This piece was written for Write Club SF
I wanted to be invincible, so I put my armor on.
When I was 7, it was a karate gi. My parents took me to competitions where I won silver medals, and to Model Mugging, where I learned how to defend myself against a rapist. I was a child who knew how to kill a man. I remember when my dad and I were sparring once, as we often did, and he told me to “take my best shot” — I kicked him in the balls and he dropped to the floor like a stone. I thought I had killed him. My dad, gasping from pain, gave me a thumbs up. I felt I was prepared for anything.
No one ever told me that the one most likely to hit me would be a lover.
I wanted to be invincible, so I put my armor on.
When I was 16, it was black eyeliner and combat boots. It wasn’t easy being out as queer in my school, but the Goth aesthetic kept people from bullying me too much. I wrote dark poetry and painted myself as Ophelia drowning. There were whispers I drank blood, but I think they were really afraid that I was going to be the next school shooter. I basked in being weird and untouchable, because I felt that I would be safer that way.
I didn’t realize my graduating class didn’t invite me to the reunion because they assumed I had killed myself.
I wanted to be invincible, so I put my armor on.
I was 19 when I whipped a man for money for the first time. The Head Mistress at the dungeon I worked for insisted I wear black thigh highs, black lingerie, and pumps for every session. I didn’t know how to walk in heels so I would blindfold my clients as quickly as possible, kicking them off for the rest of the session. I took on a new name, a new life. I fashioned myself into a nanocelebrity, going to the right parties, making the right friends, doing the right drugs.

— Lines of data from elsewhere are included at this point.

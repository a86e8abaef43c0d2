//! # VEIL Core
//!
//! Session wiring for VEIL: one configuration type, client factories and
//! a server accept loop built on the transport and crypto crates.
//!
//! This crate provides:
//! - [`SessionConfig`] with TOML loading, mode presets and validation
//! - [`Client`] factories that open, configure and tune a session
//! - [`Server`], which accepts sessions and hands them to a [`SessionHandler`]
//! - Stock echo and sink handlers
//!
//! ## Architecture
//!
//! ```text
//! ┌─────────────────────────────────────────────────────────────────┐
//! │                    Client / Server                              │
//! │   (validate config, open conn, configure sessions once)         │
//! ├─────────────────────────────────────────────────────────────────┤
//! │                    Session (veil-transport)                     │
//! │   (KCP reliability over framed, encrypted datagrams)            │
//! ├─────────────────────────────────────────────────────────────────┤
//! │                    Cipher (veil-crypto)                         │
//! │   (passphrase-derived key, named suite)                         │
//! └─────────────────────────────────────────────────────────────────┘
//! ```
//!
//! ## Example
//!
//! ```no_run
//! use std::sync::Arc;
//! use veil_core::{Client, EchoHandler, Server, SessionConfig};
//!
//! # async fn example() -> Result<(), veil_core::VeilError> {
//! let config = SessionConfig::default();
//! let server = Server::bind("127.0.0.1:29900", &config, Some(Arc::new(EchoHandler))).await?;
//!
//! let client = Client::connect("127.0.0.1:29900", &config).await?;
//! client.write(b"hello").await?;
//! let mut buf = [0u8; 16];
//! let n = client.read(&mut buf).await?;
//! assert_eq!(&buf[..n], b"hello");
//!
//! client.close().await?;
//! server.close().await?;
//! # Ok(())
//! # }
//! ```

#![warn(missing_docs)]
#![warn(clippy::all)]

pub mod client;
pub mod config;
pub mod error;
pub mod handlers;
pub mod server;

pub use client::Client;
pub use config::{FecConf, ModeConf, SessionConfig};
pub use error::{AcceptError, ConfigError, VeilError};
pub use handlers::{EchoHandler, SinkHandler};
pub use server::{Server, SessionHandler};
//! Shared fixtures for VEIL integration tests.

pub mod fixtures;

There’s no corset that constrained me like my desire to be “likeable”.
I wanted to be like Xena, like Buffy, like She-Ra. They were all tough women, warriors, with fierce loyalties and fiercer fashion. They were witty, passionate, beautiful, with a core of steel. I was a wreck of feelings, told so often that I was too much, too fat, too femme, too emotional, too intense.
All I desired was to be cool and strong. Invincible.
So I hardened my heart. Because that’s how we become tough, right, we wrap our hearts in leather and steel, build ourselves a wall that even Trump would find overkill. Feelings are vulnerable, and vulnerability is death. So I hid the softest pieces of my bleeding heart deep within and locked it away. I thought I was invincible, then. Untouchable. If I was going to be put on a pedestal than goddamn I was going to build a moat around it and fill that moat with crocodiles. I put my armor on, and I welded it shut.
But pedestals topple. Crocodiles grow old, and weary. Moats dry up. We’re in a drought after all. And armor, well, armor rusts. All these wards and spells I used to shroud myself in a cloak of being “intimidating” didn’t make me stronger. It just underlined my fragility, my heart, atrophying. This type of invincibility isn’t invincible at all, it’s rigid and it drags us down like a cement brick.
Humpty Dumpty fell off her wall and nothing could put her back together, no self help book, no casual encounter on Tinder, no epiphany brought about by a drug-fuelled bender.
I was told over and over how invincible I was and it shattered me into a thousand pieces.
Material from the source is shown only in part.